J'ai donc pris la décision d'ouvrir le Musée sur le monde extérieur en plaçant une vitre de 3m de largeur et de 6 m de hauteur devant cette ouverture qui donnait sur la banlieue de Prato.
Ce Grand verre garde de son aïeul duchampien la relation essentielle qui s'établit entre l'arrière-plan de l'œuvre, le monde tel qu'il est au moment de la visite du spectateur, et le premier plan. Le Grand Verre de Prato n'accueille aucun dessin, il n'y a pas d'œuvre sur ce plan transparent. Il n'y a donc rien à reconnaître qui proposerait une différence entre la surface de l'œuvre et l'arrière-plan historique devant lequel il se dresse. Entre l'espace de perception du spectateur, sa structure physiologique qui élabore les informations et développe les sensations, et la surface transparente du verre qui fonctionne comme une délimitation, tout se passe comme s'il n'y avait pas de solution de continuité. L'absence de tout dessin sur le Grand verre lui assigne le rôle fonctionnel d'une paire de lunettes; on regarde à travers, on ne regarde pas la surface. S'il n'y a rien qui est désigné comme étant à regarder, le spectateur doit décider de ce qu’il y a à voir, mais aussi - et c'est une opération bien plus complexe - s'il y a seulement quelque chose à voir. Goethe note dans son journal après la traversée en mer de Naples à Palerme le 3 avril 1787, « Si on ne s'est jamais vu cerné par la mer toute autour de nous, on ne peut pas se faire une idée du monde et de sa propre relation au monde »22
(Trad. de l'auteur) Johann Wolfgang von Goethe, Die Ialienische Reise, in Dtv Gesamtausgabe 24 - 25, éd München Dtv, 1962. Trad. fr. : Johann Wolfgang von Goethe, Le voyage en Italie, éd. Bartillat, Paris, 2011, (coll. Omnia).
Cette question occupait à l'époque une place centrale dans mon travail. Ce n'est plus dans l'œuvre qu'il y a quelque chose à regarder, mais c’est à travers elle que je peux faire l'expérience réelle du monde. Après tous ces artistes, qui depuis l'après-guerre étaient partis dans le monde pour faire ce que Fontana avait décrit dans son Manifesto Blanco de 1946 avec les mots : "mettre fin au problème de la forme en art pour épouser toutes les formes et les intégrer à un espace total où l’art ne décrit plus le monde mais le fait être par les ondes lumineuses, sonores et par les matériaux", je ne pouvais plus penser l'œuvre dans les termes de la représentation. Ce présupposé de l'après-guerre nous place face au problème d'une forme qui n'est plus à reconnaître, il ne s'agit plus d'attribuer un objet à un signe, il s'agit au contraire de l'identifier. C'est-à-dire de faire l'opération complexe de sortir une forme d'un ensemble indistinct qui se présente à nos yeux. Il s'agit donc de cerner la forme en tant que telle et de lui attribuer une fonction par rapport à tout ce que nous percevons du monde. Face au Grand verre qui permet au regard de parcourir la banlieue de Prato, le spectateur se doit de savoir s'il y a un objet à saisir, à isoler pour pouvoir commencer à construire du sens. Sans cette première opération d'identification, il ne peut en aucun cas ordonner toutes les informations que ses sens lui transmettent.

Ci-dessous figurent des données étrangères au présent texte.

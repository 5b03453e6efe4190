use std::sync::Arc;

use indexmap::IndexMap;

use super::EntityType;
use crate::error::MappingError;

/// The set of mapped entity types, in registration order.
#[derive(Debug, Clone, Default)]
pub struct Model {
    types: IndexMap<String, Arc<EntityType>>,
}

impl Model {
    pub fn new() -> Self {
        Self::default()
    }

    /// Registers `entity`, replacing a type of the same name in place.
    pub fn add(&mut self, entity: EntityType) -> Arc<EntityType> {
        let entity = Arc::new(entity);
        self.types.insert(entity.name.clone(), entity.clone());
        entity
    }

    pub fn find(&self, name: &str) -> Option<&Arc<EntityType>> {
        self.types.get(name)
    }

    pub fn get(&self, name: &str) -> Result<&Arc<EntityType>, MappingError> {
        self.find(name)
            .ok_or_else(|| MappingError::EntityTypeNotFound(name.to_owned()))
    }

    pub fn entity_types(&self) -> impl Iterator<Item = &Arc<EntityType>> {
        self.types.values()
    }

    pub fn len(&self) -> usize {
        self.types.len()
    }

    pub fn is_empty(&self) -> bool {
        self.types.is_empty()
    }

    /// Types deriving from `name`, directly or transitively, in model
    /// order.
    pub fn derived_types(&self, name: &str) -> Vec<&Arc<EntityType>> {
        self.types
            .values()
            .filter(|candidate| self.derives_from(candidate, name))
            .collect()
    }

    fn derives_from(&self, entity: &EntityType, ancestor: &str) -> bool {
        let mut base = entity.base_type();
        // Bounded by the model size so a cyclic declaration cannot loop.
        for _ in 0..self.types.len() {
            match base {
                Some(name) if name == ancestor => return true,
                Some(name) => base = self.find(name).and_then(|b| b.base_type()),
                None => return false,
            }
        }
        false
    }
}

La situation précise de cette exposition m'a obligé à réorienter mes réflexions sur la perception et la fonction de l'œuvre. Il fallait intégrer à l'expérimentation subjective du spectateur, l'urgence politique et donc concrète qui résultait de l'annonce de ce nouveau conflit mondial. Le problème complexe de la relation entre un fait déterminé de nature historique et l'indétermination individuelle de ce qu'on perçoit du monde a profondément remis en question mon travail. L'odeur chaude du plomb qui s'évapore, le froid qui venait du Grand Verre en ce mois de janvier, et surtout le centre vide de la salle d'exposition occupé par le corps du spectateur étaient des indices sur mon état d'âme et sur les préoccupations qui nous habitaient tous. Il ne s'agit pourtant que de traces qui permettaient à une personne attentive de capter l'atmosphère qui se dégageait des œuvres et d'en déduire que le moment historique jouait un rôle essentiel dans l'installation. Je n'étais pas satisfait de cette situation, même si je sentais avec certitude que jamais je n’aurais voulu que l'objet politique passe au premier plan et devienne une annonce ou un manifeste de ce qu'il faut penser de la situation géopolitique. Beaucoup de mes collègues ont choisi cette voie pendant les années 90. À l’inverse, il m’était clair que le sens de l'œuvre devait rester indéterminé. Garder la complexité de l'œuvre basée sur les contradictions auxquelles s'expose tout regard subjectif était un choix volontaire.
Dans le catalogue de cette exposition, j'avais publié cette phrase : "Nous avons des réponses en main, mais nous avons aussi un sérieux problème : une culture humaniste requiert de l’attention et du soin de la part de celui qui regarde et écoute. Nos lamentations ont fini par enterrer jusqu'à la dernière fourmi. Tous aux aguets, l'art a des solutions schizophréniques et sages."33
Una Scena Emergente: artisti italiani contemporanei, éd Centro per l'Arte Contemporanea Luigi Pecci, Prato, et La Scena : Zeitgenössische Kunst aus Norditalien, éd. Museum Moderner Kunst, Stiftung Ludwig, Vienne, 1991.

Il me semblait de plus en plus clair qu'on était devant une nouvelle problématique dans la façon d'aborder la perception et la réception d'un individu et que celle-ci impliquait une instance éthique. Le spectateur doit choisir de ce qu'il voit ou ne voit pas. D'un autre côté je sentais bien qu'il s'agissait d'une situation schizophrène. Décider éthiquement de ce qu'il faut voir et se confronter à l'immanence de la réalité historique du monde dans lequel on évolue ne pouvait se faire qu'en passant par une rupture, par une tension qu'il fallait élaborer et mettre en forme.

Dans mon travail entre 1990 et 2000 j'ai poursuivi principalement deux directions. Je me suis intéressé d'un côté à développer cet espace indistinct qui s'ouvrait derrière le Grand verre faisant de l'horizon de l'œuvre un objet du travail. De l'autre côté, j'ai essayé d'inclure dans la forme même de mes travaux la cassure essentielle entre l'espace culturel et physique qu'occupe le spectateur et la démesure à laquelle il se confronte quand l'œuvre devient un vecteur du regard individuel.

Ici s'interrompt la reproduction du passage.